Après la scène habituelle d'isolée, quelques pas faussement las dans la chambre à effleurer les meubles, l'atmosphère devint plus saine. Les yeux rivés sur moi, le gouverneur semblait se décontracter, s'adossait plus franchement aux épais oreillers entassés à la tête du lit, caressait l'édredon du bout des doigts, fasciné, abusé par le rituel de mes gestes sans lui, par ce spectacle familier, annonciateur de plaisirs, il s'abandonnait machinalement.

XI

Nous passâmes deux heures simples – sales, mais c'était une habitude –, durant lesquelles je crois être parvenue à lui faire presque entièrement oublier le but macabre de sa visite. Il se détendait; j'en éprouvais une certaine fierté. Bien qu'il tînt mon sort entre ses mains, bien que ma dernière heure fût sur le point de sonner, je me sentais terriblement puissante. Il était à ma merci. Lorsque le moment me parût venu, je pris insensiblement mes distances. Un regard plus froid, des gestes plus lents, une voix plus terne : je l'attirais doucement. Mes efforts furent vite récompensés... Dès qu'il perçut l'écart, il quitta brusquement l'état d'hypnose dans lequel semblait l'avoir plongé deux heures plus tôt la scène de flânerie. Il quitta le lit sans détacher son regard de ma bouche – il semblait craindre que des flammes n'en jaillissent – et se dirigea à reculons vers le clavecin, sur lequel j'avais posé ses affaires en vrac. Je doutais qu'il eût apporté de nouveau le poignard du cordonnier, dont la piètre performance tendait d'ailleurs à nier l'authenticité. Il fouillait blême ses poches en aveugle, d'une main, sans relâcher sa surveillance.
Enfin, il tira d'une poche de son manteau une petite boîte d'or, que je reconnus aussitôt comme étant le reliquaire dont il m'avait si souvent parlé. Succédant à son père – qui avait veillé sur le précieux coffret durant près d'un demi-siècle –, il en était le gardien depuis vingt ans et me l'avait maintes fois décrit, fièrement, longuement.
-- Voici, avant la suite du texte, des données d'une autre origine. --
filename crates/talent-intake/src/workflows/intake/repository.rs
use async_trait::async_trait;

use super::domain::{
    Candidate, CandidateId, CandidateWrite, Education, NewEducation, NewResume,
    NewWorkExperience, Resume, WorkExperience,
};

/// Storage abstraction for the candidate aggregate, one save per entity kind.
///
/// `save_candidate` returns the root row only; the intake service attaches children as it
/// persists them.
#[async_trait]
pub trait CandidateRepository: Send + Sync {
    async fn save_candidate(&self, write: CandidateWrite) -> Result<Candidate, StorageError>;
    async fn save_education(&self, education: NewEducation) -> Result<Education, StorageError>;
    async fn save_work_experience(
        &self,
        experience: NewWorkExperience,
    ) -> Result<WorkExperience, StorageError>;
    async fn save_resume(&self, resume: NewResume) -> Result<Resume, StorageError>;
    async fn fetch_candidate(&self, id: CandidateId) -> Result<Option<Candidate>, StorageError>;
}

/// Failure reported by a storage backend. Display is the backend's message as-is.
#[derive(Debug, Clone, PartialEq, Eq, thiserror::Error)]
pub enum StorageError {
    #[error("{message}")]
    UniqueViolation { field: String, message: String },
    #[error("record not found")]
    NotFound,
    #[error("{0}")]
    Unavailable(String),
}

impl StorageError {
    pub fn unique_violation(field: impl Into<String>) -> Self {
        let field = field.into();
        let message = format!("Unique constraint failed on the fields: (`{field}`)");
        StorageError::UniqueViolation { field, message }
    }

    pub fn violates_unique(&self, column: &str) -> bool {
        matches!(self, StorageError::UniqueViolation { field, .. } if field == column)
    }
}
Il fit quelques pas dans ma direction, brandissant la boîte à bout de bras comme un talisman qui eût pu le protéger des radiations maléfiques que je n'allais pas manquer d'émettre à son approche, et s'immobilisa au centre de la pièce, le bras gauche toujours tendu vers moi, semblant craindre que ses jambes trop fébriles ne fussent pas en mesure de le porter plus avant vers le démon qu'il devinait en moi. Il m'invita à venir à lui, d'un geste de la main qui tenait le coffret – le geste fut vif : il s'empressa de tendre à nouveau le bras pour que la distance qui me séparerait bientôt de son cœur restât raisonnable.

XII

Il y a près de trois cents ans qu'est morte Armelle Guénée. Venue s'installer à Nice, seule, à l'âge de seize ans, elle y exerça durant une courte période le même métier qu'aujourd'hui moi j'exerce.
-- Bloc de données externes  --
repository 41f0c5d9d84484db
pub mod config;
pub mod error;
pub mod telemetry;
pub mod workflows;
mod cli;
mod infra;
mod intake;

use talent_intake::error::AppError;

pub async fn run() -> Result<(), AppError> {
    cli::run().await
}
Elle travaillait sur le port, en toute saison vêtue d'une blouse jaune, jour et nuit; on dit qu'elle ne dormait pas. Bien que laide et presque idiote – ni les légendes qui circulent à son sujet ni les rares écrits qui évoquent sa personnalité ne mentionnent en outre un "talent" particulier qui eût pu compenser ces tares –, elle suscita, dès son arrivée un hiver sur les quais, un engouement inexplicable auprès des marins et des voyageurs, puis sut très vite s'attirer les faveurs d'une clientèle fidèle et fort nombreuse, aux dépends des autres putains de la ville – de la région.
Son tarif, raisonnable, était le même pour tout le monde. Elle ne refusait jamais un client, et n'émettait qu'une condition : "Vite". Elle ne donnait pas d'amour, elle soulageait. Elle ne refusa jamais un client. Médecins, enseignants, commerçants, notables, vagabonds, brigands, maçons, chiffonniers, dockers, amiraux, pêcheurs, curés et sorciers, enfants de chœur, vieillards, célibataires, mariés, veufs, infirmes, lépreux.
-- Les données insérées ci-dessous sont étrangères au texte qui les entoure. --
use std::sync::OnceLock;

use chrono::NaiveDate;
use regex::Regex;

use super::domain::{
    CandidateInput, EducationInput, IntakeMode, ResumeInput, WorkExperienceInput,
};

const NAME_MIN_CHARS: usize = 2;
const NAME_MAX_CHARS: usize = 100;
const ADDRESS_MAX_CHARS: usize = 100;
const DESCRIPTION_MAX_CHARS: usize = 200;

/// Which of the two name fields failed.
#[derive(Debug, Clone, Copy, PartialEq, Eq)]
pub enum NameField {
    FirstName,
    LastName,
}

/// Child list an entry-level failure belongs to.
#[derive(Debug, Clone, Copy, PartialEq, Eq)]
pub enum EntryKind {
    Education,
    WorkExperience,
}

impl EntryKind {
    pub const fn list_key(self) -> &'static str {
        match self {
            EntryKind::Education => "educations",
            EntryKind::WorkExperience => "workExperiences",
        }
    }
}

/// First rule a submission broke. The message is fixed per rule; `field()` says where.
#[derive(Debug, Clone, PartialEq, Eq, thiserror::Error)]
pub enum ValidationError {
    #[error("Invalid name")]
    InvalidName(NameField),
    #[error("Invalid email")]
    InvalidEmail,
    #[error("Invalid phone")]
    InvalidPhone,
    #[error("Invalid address")]
    InvalidAddress,
    #[error("Invalid institution")]
    InvalidInstitution { index: usize },
    #[error("Invalid title")]
    InvalidTitle { index: usize },
    #[error("Invalid date")]
    InvalidDate { entry: EntryKind, index: usize },
    #[error("Invalid end date")]
    InvalidEndDate { entry: EntryKind, index: usize },
    #[error("Invalid company")]
    InvalidCompany { index: usize },
    #[error("Invalid position")]
    InvalidPosition { index: usize },
    #[error("Invalid description")]
    InvalidDescription { index: usize },
    #[error("Invalid CV data")]
    InvalidCv,
}

impl ValidationError {
    /// Path of the offending field in the submitted payload, e.g. `educations[1].startDate`.
    pub fn field(&self) -> String {
        match self {
            ValidationError::InvalidName(NameField::FirstName) => "firstName".to_string(),
            ValidationError::InvalidName(NameField::LastName) => "lastName".to_string(),
            ValidationError::InvalidEmail => "email".to_string(),
            ValidationError::InvalidPhone => "phone".to_string(),
            ValidationError::InvalidAddress => "address".to_string(),
            ValidationError::InvalidInstitution { index } => {
                format!("educations[{index}].institution")
            }
            ValidationError::InvalidTitle { index } => format!("educations[{index}].title"),
            ValidationError::InvalidDate { entry, index } => {
                format!("{}[{index}].startDate", entry.list_key())
            }
            ValidationError::InvalidEndDate { entry, index } => {
                format!("{}[{index}].endDate", entry.list_key())
            }
            ValidationError::InvalidCompany { index } => {
                format!("workExperiences[{index}].company")
            }
            ValidationError::InvalidPosition { index } => {
                format!("workExperiences[{index}].position")
            }
            ValidationError::InvalidDescription { index } => {
                format!("workExperiences[{index}].description")
            }
            ValidationError::InvalidCv => "cv".to_string(),
        }
    }
}

/// Seam between the intake service and the field rules.
pub trait CandidateValidator: Send + Sync {
    fn validate(&self, input: &CandidateInput, mode: IntakeMode) -> Result<(), ValidationError>;
}

/// Creation-time field rules for candidate submissions.
#[derive(Debug, Clone, Copy, Default)]
pub struct FieldRules;

impl CandidateValidator for FieldRules {
    fn validate(&self, input: &CandidateInput, mode: IntakeMode) -> Result<(), ValidationError> {
        if let IntakeMode::Edit(_) = mode {
            return Ok(());
        }

        check_name(input.first_name.as_deref(), NameField::FirstName)?;
        check_name(input.last_name.as_deref(), NameField::LastName)?;
        check_email(input.email.as_deref())?;
        check_phone(input.phone.as_deref())?;
        check_address(input.address.as_deref())?;

        for (index, entry) in input.educations.iter().enumerate() {
            check_education(index, entry)?;
        }

        for (index, entry) in input.work_experiences.iter().enumerate() {
            check_work_experience(index, entry)?;
        }

        if let Some(cv) = input.cv.as_ref() {
            check_cv(cv)?;
        }

        Ok(())
    }
}

/// Validate a submission with the mode implied by its `id`.
pub fn validate_candidate(input: &CandidateInput) -> Result<(), ValidationError> {
    FieldRules.validate(input, input.mode())
}

/// Parse a strict `YYYY-MM-DD` string into a real calendar date.
pub(crate) fn calendar_date(raw: &str) -> Option<NaiveDate> {
    if !date_pattern().is_match(raw) {
        return None;
    }
    NaiveDate::parse_from_str(raw, "%Y-%m-%d").ok()
}

fn check_name(name: Option<&str>, field: NameField) -> Result<(), ValidationError> {
    let name = name.unwrap_or_default();
    let length = name.chars().count();
    if !(NAME_MIN_CHARS..=NAME_MAX_CHARS).contains(&length) || !name_pattern().is_match(name) {
        return Err(ValidationError::InvalidName(field));
    }
    Ok(())
}

fn check_email(email: Option<&str>) -> Result<(), ValidationError> {
    match email {
        Some(email) if email_pattern().is_match(email) => Ok(()),
        _ => Err(ValidationError::InvalidEmail),
    }
}

fn check_phone(phone: Option<&str>) -> Result<(), ValidationError> {
    match optional(phone) {
        Some(phone) if !phone_pattern().is_match(phone) => Err(ValidationError::InvalidPhone),
        _ => Ok(()),
    }
}

fn check_address(address: Option<&str>) -> Result<(), ValidationError> {
    match optional(address) {
        Some(address) if address.chars().count() > ADDRESS_MAX_CHARS => {
            Err(ValidationError::InvalidAddress)
        }
        _ => Ok(()),
    }
}

fn check_education(index: usize, entry: &EducationInput) -> Result<(), ValidationError> {
    if optional(entry.institution.as_deref()).is_none() {
        return Err(ValidationError::InvalidInstitution { index });
    }
    if optional(entry.title.as_deref()).is_none() {
        return Err(ValidationError::InvalidTitle { index });
    }
    check_dates(
        EntryKind::Education,
        index,
        entry.start_date.as_deref(),
        entry.end_date.as_deref(),
    )
}

fn check_work_experience(index: usize, entry: &WorkExperienceInput) -> Result<(), ValidationError> {
    if optional(entry.company.as_deref()).is_none() {
        return Err(ValidationError::InvalidCompany { index });
    }
    if optional(entry.position.as_deref()).is_none() {
        return Err(ValidationError::InvalidPosition { index });
    }
    check_dates(
        EntryKind::WorkExperience,
        index,
        entry.start_date.as_deref(),
        entry.end_date.as_deref(),
    )?;
    if let Some(description) = optional(entry.description.as_deref()) {
        if description.chars().count() > DESCRIPTION_MAX_CHARS {
            return Err(ValidationError::InvalidDescription { index });
        }
    }
    Ok(())
}

fn check_dates(
    entry: EntryKind,
    index: usize,
    start: Option<&str>,
    end: Option<&str>,
) -> Result<(), ValidationError> {
    if start.and_then(calendar_date).is_none() {
        return Err(ValidationError::InvalidDate { entry, index });
    }
    if let Some(end) = optional(end) {
        if calendar_date(end).is_none() {
            return Err(ValidationError::InvalidEndDate { entry, index });
        }
    }
    Ok(())
}

fn check_cv(cv: &ResumeInput) -> Result<(), ValidationError> {
    if cv.is_blank() || cv.file_reference().is_some() {
        return Ok(());
    }
    Err(ValidationError::InvalidCv)
}

fn optional(value: Option<&str>) -> Option<&str> {
    value.filter(|value| !value.is_empty())
}

fn name_pattern() -> &'static Regex {
    static PATTERN: OnceLock<Regex> = OnceLock::new();
    // Basic Latin, Latin-1 and Latin Extended-A letters, each optionally followed by
    // combining marks so decomposed accents match too.
    PATTERN.get_or_init(|| {
        Regex::new(r"^(?:[a-zA-ZÀ-ÖØ-öø-ÿ\x{0100}-\x{017F}]\p{M}*| )+$")
            .expect("name pattern compiles")
    })
}

fn email_pattern() -> &'static Regex {
    static PATTERN: OnceLock<Regex> = OnceLock::new();
    PATTERN.get_or_init(|| {
        Regex::new(r"^[a-zA-Z0-9._%+-]+@[a-zA-Z0-9.-]+\.[a-zA-Z]{2,}$")
            .expect("email pattern compiles")
    })
}

fn phone_pattern() -> &'static Regex {
    static PATTERN: OnceLock<Regex> = OnceLock::new();
    PATTERN.get_or_init(|| Regex::new(r"^[679][0-9]{8}$").expect("phone pattern compiles"))
}

fn date_pattern() -> &'static Regex {
    static PATTERN: OnceLock<Regex> = OnceLock::new();
    PATTERN.get_or_init(|| {
        Regex::new(r"^[0-9]{4}-[0-9]{2}-[0-9]{2}$").expect("date pattern compiles")
    })
}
A cette époque, la région regorgeait de lépreux. Et l'on imagine aisément la foule de moribonds qui vinrent réclamer les services d'une femme, d'une fille – elle n'eut jamais dix-huit ans – si accueillante. Bien qu'elle n'affichât aucune retenue à l'égard de ces pauvres diables, s'offrant sans réserve à leurs chairs gangrenées, baisant leurs plaies comme elle eût baisé la peau lisse et fraîche d'un adolescent, elle ne fut jamais contaminée. Plus étrange encore, personne ne semblait craindre qu'elle pût l'être un jour : un notaire succédait sans appréhension, sans manières, à un lépreux dans les draps d'une putain médiocre, avant même parfois que ce dernier n'eût quitté la chambre.
Elle ne dormait pas, se nourrissait presque exclusivement des poissons et des coquillages crus que lui proposaient les marins, ne souriait jamais – sans arborer pour cela une mine triste ou grave – parlait peu, marchait vite.
On ne l'aimait pas plus qu'une autre.
Moins de deux ans après son arrivée, elle fut tuée sur un quai, lors d'une violente tempête – le plus formidable des cyclones n'eût pu l'empêcher de travailler. Une fine barre métallique, arrachée par le vent aux mains d'un marin qui s'efforçait d'arrimer les éléments les plus instables d'un bateau près duquel elle se trouvait, vint lui perforer le crâne, par l'œil gauche.
Cette mort violente ne suscita guère de réactions, les premiers temps, au sein de la population : ni affliction dans le cœur de ses clients réguliers, ni satisfaction particulière chez les autres putains et les femmes de la ville en général.
Mais les semaines passant, le mythe prit forme, peu à peu, sans que personne ne pût en ressentir véritablement la naissance ni l'évolution.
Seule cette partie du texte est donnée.